# Favorite additives....what do YOU use?



## Scolopendra (Feb 24, 2005)

Im getting sucked into plants quick!!!!! Im not asking the pointless "which one is best"...rather would like personal experience on supplements themselves, thier apps. and if they really yield the results advitisers shove down my "eyes" @ work and in my magazines. Im just starting up 2 plant tanks....so far i have 3-3.5" of substrate composed of the following;

3/5 ecocomplete "bio-active" planted aquarium substrate 
1/5 flourite.....its what i got for free @ work 
1/5 fine grain blck gravel....just for filler.

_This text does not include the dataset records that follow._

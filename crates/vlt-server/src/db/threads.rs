// db/threads.rs
// Projects, threads, nodes, tags and cross-thread references

use super::parse_ts;
use chrono::Utc;
use rusqlite::{Connection, OptionalExtension, params};
use vlt_types::{NodeRecord, ThreadRecord, ThreadStatus};

/// Insert the project if it does not exist yet.
pub fn get_or_create_project_sync(
    conn: &Connection,
    project_id: &str,
    name: &str,
    description: Option<&str>,
) -> rusqlite::Result<()> {
    conn.execute(
        "INSERT OR IGNORE INTO projects (id, name, description) VALUES (?, ?, ?)",
        params![project_id, name, description],
    )?;
    Ok(())
}

/// Insert the thread if it does not exist yet, returning its record.
pub fn get_or_create_thread_sync(
    conn: &Connection,
    thread_id: &str,
    project_id: &str,
    status: ThreadStatus,
) -> rusqlite::Result<ThreadRecord> {
    conn.execute(
        "INSERT OR IGNORE INTO threads (id, project_id, status) VALUES (?, ?, ?)",
        params![thread_id, project_id, status.as_str()],
    )?;
    get_thread_sync(conn, thread_id)?.ok_or(rusqlite::Error::QueryReturnedNoRows)
}

pub fn get_thread_sync(conn: &Connection, thread_id: &str) -> rusqlite::Result<Option<ThreadRecord>> {
    conn.query_row(
        "SELECT id, project_id, status FROM threads WHERE id = ?",
        params![thread_id],
        |row| {
            let status: String = row.get(2)?;
            Ok(ThreadRecord {
                id: row.get(0)?,
                project_id: row.get(1)?,
                status: ThreadStatus::parse(&status).unwrap_or(ThreadStatus::Active),
            })
        },
    )
    .optional()
}

pub fn list_threads_sync(conn: &Connection, project_id: &str) -> rusqlite::Result<Vec<ThreadRecord>> {
    let mut stmt =
        conn.prepare("SELECT id, project_id, status FROM threads WHERE project_id = ? ORDER BY id")?;
    let rows = stmt
        .query_map(params![project_id], |row| {
            let status: String = row.get(2)?;
            Ok(ThreadRecord {
                id: row.get(0)?,
                project_id: row.get(1)?,
                status: ThreadStatus::parse(&status).unwrap_or(ThreadStatus::Active),
            })
        })?
        .filter_map(|r| r.ok())
        .collect();
    Ok(rows)
}

fn node_from_row(row: &rusqlite::Row<'_>) -> rusqlite::Result<NodeRecord> {
    let ts: String = row.get(5)?;
    Ok(NodeRecord {
        id: row.get(0)?,
        thread_id: row.get(1)?,
        sequence_id: row.get(2)?,
        content: row.get(3)?,
        author: row.get(4)?,
        timestamp: parse_ts(&ts),
        prev_node_id: row.get(6)?,
        embedding: row.get(7)?,
    })
}

const NODE_COLUMNS: &str =
    "id, thread_id, sequence_id, content, author, timestamp, prev_node_id, embedding";

/// Append a node to a thread.
///
/// sequence_id is the previous maximum plus one (0 for the first node) and
/// prev_node_id points at the previous maximum-sequence node. Nodes are
/// immutable after this insert; embeddings are attached later by the
/// librarian path.
pub fn insert_node_sync(
    conn: &Connection,
    thread_id: &str,
    content: &str,
    author: &str,
) -> rusqlite::Result<NodeRecord> {
    let last = latest_node_sync(conn, thread_id)?;
    let (sequence_id, prev_node_id) = match &last {
        Some(node) => (node.sequence_id + 1, Some(node.id.clone())),
        None => (0, None),
    };

    let id = uuid::Uuid::new_v4().to_string();
    let now = Utc::now();
    conn.execute(
        "INSERT INTO nodes (id, thread_id, sequence_id, content, author, timestamp, prev_node_id)
         VALUES (?, ?, ?, ?, ?, ?, ?)",
        params![
            id,
            thread_id,
            sequence_id,
            content,
            author,
            now.to_rfc3339(),
            prev_node_id
        ],
    )?;

    Ok(NodeRecord {
        id,
        thread_id: thread_id.to_string(),
        sequence_id,
        content: content.to_string(),
        author: author.to_string(),
        timestamp: now,
        prev_node_id,
        embedding: None,
    })
}

/// The node with the greatest sequence number in a thread, if any.
pub fn latest_node_sync(conn: &Connection, thread_id: &str) -> rusqlite::Result<Option<NodeRecord>> {
    conn.query_row(
        &format!(
            "SELECT {NODE_COLUMNS} FROM nodes WHERE thread_id = ?
             ORDER BY sequence_id DESC LIMIT 1"
        ),
        params![thread_id],
        node_from_row,
    )
    .optional()
}

pub fn node_by_id_sync(conn: &Connection, node_id: &str) -> rusqlite::Result<Option<NodeRecord>> {
    conn.query_row(
        &format!("SELECT {NODE_COLUMNS} FROM nodes WHERE id = ?"),
        params![node_id],
        node_from_row,
    )
    .optional()
}

pub fn count_nodes_sync(conn: &Connection, thread_id: &str) -> rusqlite::Result<i64> {
    conn.query_row(
        "SELECT COUNT(*) FROM nodes WHERE thread_id = ?",
        params![thread_id],
        |r| r.get(0),
    )
}

/// All nodes of a thread in sequence order.
pub fn nodes_in_order_sync(conn: &Connection, thread_id: &str) -> rusqlite::Result<Vec<NodeRecord>> {
    let mut stmt = conn.prepare(&format!(
        "SELECT {NODE_COLUMNS} FROM nodes WHERE thread_id = ? ORDER BY sequence_id"
    ))?;
    let rows = stmt
        .query_map(params![thread_id], node_from_row)?
        .filter_map(|r| r.ok())
        .collect();
    Ok(rows)
}

/// The last `limit` nodes of a thread, in sequence order.
pub fn recent_nodes_sync(
    conn: &Connection,
    thread_id: &str,
    limit: usize,
) -> rusqlite::Result<Vec<NodeRecord>> {
    let mut stmt = conn.prepare(&format!(
        "SELECT {NODE_COLUMNS} FROM nodes WHERE thread_id = ?
         ORDER BY sequence_id DESC LIMIT ?"
    ))?;
    let mut rows: Vec<NodeRecord> = stmt
        .query_map(params![thread_id, limit as i64], node_from_row)?
        .filter_map(|r| r.ok())
        .collect();
    rows.reverse();
    Ok(rows)
}

/// Nodes with sequence strictly greater than `sequence`, in order.
pub fn nodes_after_sequence_sync(
    conn: &Connection,
    thread_id: &str,
    sequence: i64,
) -> rusqlite::Result<Vec<NodeRecord>> {
    let mut stmt = conn.prepare(&format!(
        "SELECT {NODE_COLUMNS} FROM nodes WHERE thread_id = ? AND sequence_id > ?
         ORDER BY sequence_id"
    ))?;
    let rows = stmt
        .query_map(params![thread_id, sequence], node_from_row)?
        .filter_map(|r| r.ok())
        .collect();
    Ok(rows)
}

/// Embedded nodes of a project's threads, as vector-search candidates.
///
/// Returns full node records (with blobs) joined through threads.
pub fn node_embedding_candidates_sync(
    conn: &Connection,
    project_id: &str,
) -> rusqlite::Result<Vec<NodeRecord>> {
    let mut stmt = conn.prepare(&format!(
        "SELECT {} FROM nodes n JOIN threads t ON n.thread_id = t.id
         WHERE t.project_id = ? AND n.embedding IS NOT NULL",
        NODE_COLUMNS
            .split(", ")
            .map(|c| format!("n.{c}"))
            .collect::<Vec<_>>()
            .join(", ")
    ))?;
    let rows = stmt
        .query_map(params![project_id], node_from_row)?
        .filter_map(|r| r.ok())
        .collect();
    Ok(rows)
}

/// Nodes still waiting for an embedding, oldest first.
pub fn nodes_missing_embedding_sync(
    conn: &Connection,
    project_id: &str,
    limit: usize,
) -> rusqlite::Result<Vec<NodeRecord>> {
    let mut stmt = conn.prepare(&format!(
        "SELECT {} FROM nodes n JOIN threads t ON n.thread_id = t.id
         WHERE t.project_id = ? AND n.embedding IS NULL
         ORDER BY n.timestamp LIMIT ?",
        NODE_COLUMNS
            .split(", ")
            .map(|c| format!("n.{c}"))
            .collect::<Vec<_>>()
            .join(", ")
    ))?;
    let rows = stmt
        .query_map(params![project_id, limit as i64], node_from_row)?
        .filter_map(|r| r.ok())
        .collect();
    Ok(rows)
}

pub fn set_node_embedding_sync(
    conn: &Connection,
    node_id: &str,
    embedding: &[u8],
) -> rusqlite::Result<()> {
    conn.execute(
        "UPDATE nodes SET embedding = ? WHERE id = ?",
        params![embedding, node_id],
    )?;
    Ok(())
}

/// Attach a tag to a node, creating the tag on first use.
pub fn add_tag_sync(conn: &Connection, node_id: &str, tag_name: &str) -> rusqlite::Result<()> {
    conn.execute(
        "INSERT OR IGNORE INTO tags (name) VALUES (?)",
        params![tag_name],
    )?;
    conn.execute(
        "INSERT OR IGNORE INTO node_tags (node_id, tag_id)
         SELECT ?, id FROM tags WHERE name = ?",
        params![node_id, tag_name],
    )?;
    Ok(())
}

/// Record a cross-thread reference from a node.
pub fn add_reference_sync(
    conn: &Connection,
    source_node_id: &str,
    target_thread_id: &str,
    note: Option<&str>,
) -> rusqlite::Result<String> {
    let id = uuid::Uuid::new_v4().to_string();
    conn.execute(
        "INSERT INTO \"references\" (id, source_node_id, target_thread_id, note)
         VALUES (?, ?, ?, ?)",
        params![id, source_node_id, target_thread_id, note],
    )?;
    Ok(id)
}

#[cfg(test)]
mod tests {
    use super::*;
    use crate::db::run_all_migrations;

    fn test_conn() -> Connection {
        let conn = Connection::open_in_memory().unwrap();
        run_all_migrations(&conn).unwrap();
        get_or_create_project_sync(&conn, "p", "p", None).unwrap();
        get_or_create_thread_sync(&conn, "t", "p", ThreadStatus::Active).unwrap();
        conn
    }

    #[test]
    fn test_sequence_ids_are_strictly_increasing() {
        let conn = test_conn();

        let first = insert_node_sync(&conn, "t", "first thought", "user").unwrap();
        assert_eq!(first.sequence_id, 0);
        assert!(first.prev_node_id.is_none());

        let second = insert_node_sync(&conn, "t", "second thought", "claude").unwrap();
        assert_eq!(second.sequence_id, 1);
        assert_eq!(second.prev_node_id.as_deref(), Some(first.id.as_str()));

        let third = insert_node_sync(&conn, "t", "third", "user").unwrap();
        assert_eq!(third.sequence_id, 2);
        assert_eq!(third.prev_node_id.as_deref(), Some(second.id.as_str()));
    }

    #[test]
    fn test_recent_nodes_returns_sequence_order() {
        let conn = test_conn();
        for i in 0..5 {
            insert_node_sync(&conn, "t", &format!("note {i}"), "user").unwrap();
        }

        let recent = recent_nodes_sync(&conn, "t", 3).unwrap();
        assert_eq!(recent.len(), 3);
        assert_eq!(recent[0].sequence_id, 2);
        assert_eq!(recent[2].sequence_id, 4);
    }

    #[test]
    fn test_nodes_after_sequence() {
        let conn = test_conn();
        for i in 0..4 {
            insert_node_sync(&conn, "t", &format!("note {i}"), "user").unwrap();
        }

        let tail = nodes_after_sequence_sync(&conn, "t", 1).unwrap();
        assert_eq!(tail.len(), 2);
        assert_eq!(tail[0].sequence_id, 2);
    }

    #[test]
    fn test_embedding_candidates_join_project() {
        let conn = test_conn();
        let node = insert_node_sync(&conn, "t", "embedded", "user").unwrap();
        insert_node_sync(&conn, "t", "not embedded", "user").unwrap();
        set_node_embedding_sync(&conn, &node.id, &[0u8; 8]).unwrap();

        let candidates = node_embedding_candidates_sync(&conn, "p").unwrap();
        assert_eq!(candidates.len(), 1);
        assert_eq!(candidates[0].id, node.id);

        let pending = nodes_missing_embedding_sync(&conn, "p", 10).unwrap();
        assert_eq!(pending.len(), 1);
        assert_eq!(pending[0].content, "not embedded");
    }

    #[test]
    fn test_tags_and_references() {
        let conn = test_conn();
        let node = insert_node_sync(&conn, "t", "tagged", "user").unwrap();
        add_tag_sync(&conn, &node.id, "design").unwrap();
        add_tag_sync(&conn, &node.id, "design").unwrap(); // idempotent

        let tag_count: i64 = conn
            .query_row("SELECT COUNT(*) FROM node_tags", [], |r| r.get(0))
            .unwrap();
        assert_eq!(tag_count, 1);

        get_or_create_thread_sync(&conn, "other", "p", ThreadStatus::Active).unwrap();
        add_reference_sync(&conn, &node.id, "other", Some("see also")).unwrap();
        let ref_count: i64 = conn
            .query_row("SELECT COUNT(*) FROM \"references\"", [], |r| r.get(0))
            .unwrap();
        assert_eq!(ref_count, 1);
    }
}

Im still researching the lighting but would like to hear the filter by thurs evening.....im totally open for opinions and have formed no biases of any sort yet as im "fresh" to the plant world...aquatically at least.

Nick


----------



## acidWarp (Jun 30, 2003)

The SeaChem Flourish series of fertilizers is what I use and I have no complaints.


----------



## Scolopendra (Feb 24, 2005)

I picked some up on monday...also got some seachem plant tabs for macro nutrients.


----------



## rbp 4 135 (Mar 2, 2004)

yep i use floris comprenhsive liquid fertilizer for micro, and gravel tabs for macro.


----------



## Sheppard (Jul 8, 2004)

acidWarp said:


> The SeaChem Flourish series of fertilizers is what I use and I have no complaints.
> 
> 
> 
> ...


Me too. i think they are great


----------



## Raul-7 (Sep 1, 2004)

I wish Tetra still imported Tetra Initial Sticks. These things are awesome. They have a really high CEC and high nutrient levels. Too bad there no more in the US.


----------



## micus (Jan 7, 2004)

ok, ur gonna want a filter that deosnt disturb the suface much
because that will drive off what natural/injected co2 u have in the tank, so i run a fluval 404 with an ac 402 powerhead with the prefilter on it, so that covers my filtration, and for ferts i use about 2 inchs of flourite, and some sand a big piece of gravel/pebbles over the sand to give it a natural look, for liquid fertilization i use kent water garden, the bottle is good for 10,000 gallons, and it seams to have everything the plants need, the stuff has never given me trouble

hmm for lighting i use 3 48" powerglo flourescents, ( over a 75 gallon), and thats about it, my plants grow like weeds when they'r not getting trashed by the p's


----------



## Scolopendra (Feb 24, 2005)

Well the tank is up and running....the other was scratched due to an ignorant mistake on my part (broke it). I already posted some pics but am going to post some more due to insane growth.....thanks for the help as usuall you guys rock.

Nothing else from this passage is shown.